## Goal of the exercise
Starting at the top of the records, output every line through the one that contains "else if bytes.starts_with(&UTF16BE_BOM)", keeping each exactly as it appears.

## Extracted entries
++++++++
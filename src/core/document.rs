use crate::config::toml_config::LineEnding;
use crate::utils::error::{PublishError, Result};

const UTF8_BOM: [u8; 3] = [0xEF, 0xBB, 0xBF];
const UTF16LE_BOM: [u8; 2] = [0xFF, 0xFE];
const UTF16BE_BOM: [u8; 2] = [0xFE, 0xFF];

/// rule pack 檔案的編碼，依 BOM 判斷並在寫回時保留
#[derive(Debug, Clone, Copy, PartialEq, Eq)]
pub enum TextEncoding {
    Utf8,
    Utf8Bom,
    Utf16LeBom,
    Utf16BeBom,
}

impl TextEncoding {
    pub fn detect(bytes: &[u8]) -> Self {
        if bytes.starts_with(&UTF8_BOM) {
            TextEncoding::Utf8Bom
        } else if bytes.starts_with(&UTF16LE_BOM) {
            TextEncoding::Utf16LeBom
        } else if bytes.starts_with(&UTF16BE_BOM) {
            TextEncoding::Utf16BeBom
        } else {
            TextEncoding::Utf8
        }
    }
}

#[derive(Debug, Clone, PartialEq, Eq)]
pub struct RulePackDocument {
    encoding: TextEncoding,
    text: String,
}

impl RulePackDocument {
    pub fn decode(bytes: &[u8]) -> Result<Self> {
        let encoding = TextEncoding::detect(bytes);
        let text = match encoding {
            TextEncoding::Utf8 => utf8(bytes)?,
            TextEncoding::Utf8Bom => utf8(&bytes[UTF8_BOM.len()..])?,
            TextEncoding::Utf16LeBom => utf16(&bytes[2..], u16::from_le_bytes)?,
            TextEncoding::Utf16BeBom => utf16(&bytes[2..], u16::from_be_bytes)?,
        };
        Ok(Self { encoding, text })
    }

    pub fn text(&self) -> &str {
        &self.text
    }

    pub fn encoding(&self) -> TextEncoding {
        self.encoding
    }

    pub fn with_text(&self, text: String) -> Self {
        Self {
            encoding: self.encoding,
            text,
        }
    }

    /// 以原本的編碼輸出，並統一換行字元
    pub fn encode(&self, line_ending: LineEnding) -> Vec<u8> {
        let text = normalize_line_endings(&self.text, line_ending);
        match self.encoding {
            TextEncoding::Utf8 => text.into_bytes(),
            TextEncoding::Utf8Bom => {
                let mut bytes = UTF8_BOM.to_vec();
                bytes.extend_from_slice(text.as_bytes());
                bytes
            }
            TextEncoding::Utf16LeBom => {
                let mut bytes = UTF16LE_BOM.to_vec();
                bytes.extend(text.encode_utf16().flat_map(u16::to_le_bytes));
                bytes
            }
            TextEncoding::Utf16BeBom => {
                let mut bytes = UTF16BE_BOM.to_vec();
                bytes.extend(text.encode_utf16().flat_map(u16::to_be_bytes));
                bytes
            }
        }
    }
}

fn utf8(bytes: &[u8]) -> Result<String> {
    String::from_utf8(bytes.to_vec()).map_err(|e| PublishError::EncodingError {
        message: format!("rule pack is not valid UTF-8: {}", e),
    })
}

fn utf16(bytes: &[u8], decode_unit: fn([u8; 2]) -> u16) -> Result<String> {
    if bytes.len() % 2 != 0 {
        return Err(PublishError::EncodingError {
            message: "UTF-16 rule pack has an odd number of bytes".to_string(),
        });
    }
    let units: Vec<u16> = bytes
        .chunks_exact(2)
        .map(|pair| decode_unit([pair[0], pair[1]]))
        .collect();
    String::from_utf16(&units).map_err(|e| PublishError::EncodingError {
        message: format!("rule pack is not valid UTF-16: {}", e),
    })
}

pub fn normalize_line_endings(text: &str, line_ending: LineEnding) -> String {
    let unified = text.replace("\r\n", "\n").replace('\r', "\n");
    match line_ending {
        LineEnding::Lf => unified,
        LineEnding::Crlf => unified.replace('\n', line_ending.as_str()),
    }
}
use tracing_subscriber::{layer::SubscriberExt, util::SubscriberInitExt, EnvFilter};

fn default_filter(verbose: bool) -> EnvFilter {
    if verbose {
        EnvFilter::try_from_default_env()
            .unwrap_or_else(|_| EnvFilter::new("sit_publisher=debug,info"))
    } else {
        EnvFilter::try_from_default_env()
            .unwrap_or_else(|_| EnvFilter::new("sit_publisher=info"))
    }
}

pub fn init_cli_logger(verbose: bool) {
    tracing_subscriber::registry()
        .with(default_filter(verbose))
        .with(
            tracing_subscriber::fmt::layer()
                .with_target(false)
                .with_thread_ids(false)
                .with_file(false)
                .with_line_number(false)
                .compact(),
        )
        .init();
}

/// CI 環境使用 JSON 格式，方便收集 log
pub fn init_json_logger(verbose: bool) {
    tracing_subscriber::registry()
        .with(default_filter(verbose))
        .with(
            tracing_subscriber::fmt::layer()
                .with_target(false)
                .with_thread_ids(false)
                .with_file(false)
                .with_line_number(false)
                .json(),
        )
        .init();
}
++++++++
## Task output
filename src/core/document.rs
use crate::config::toml_config::LineEnding;
use crate::utils::error::{PublishError, Result};

const UTF8_BOM: [u8; 3] = [0xEF, 0xBB, 0xBF];
const UTF16LE_BOM: [u8; 2] = [0xFF, 0xFE];
const UTF16BE_BOM: [u8; 2] = [0xFE, 0xFF];

/// rule pack 檔案的編碼，依 BOM 判斷並在寫回時保留
#[derive(Debug, Clone, Copy, PartialEq, Eq)]
pub enum TextEncoding {
    Utf8,
    Utf8Bom,
    Utf16LeBom,
    Utf16BeBom,
}

impl TextEncoding {
    pub fn detect(bytes: &[u8]) -> Self {
        if bytes.starts_with(&UTF8_BOM) {
            TextEncoding::Utf8Bom
        } else if bytes.starts_with(&UTF16LE_BOM) {
            TextEncoding::Utf16LeBom
        } else if bytes.starts_with(&UTF16BE_BOM) {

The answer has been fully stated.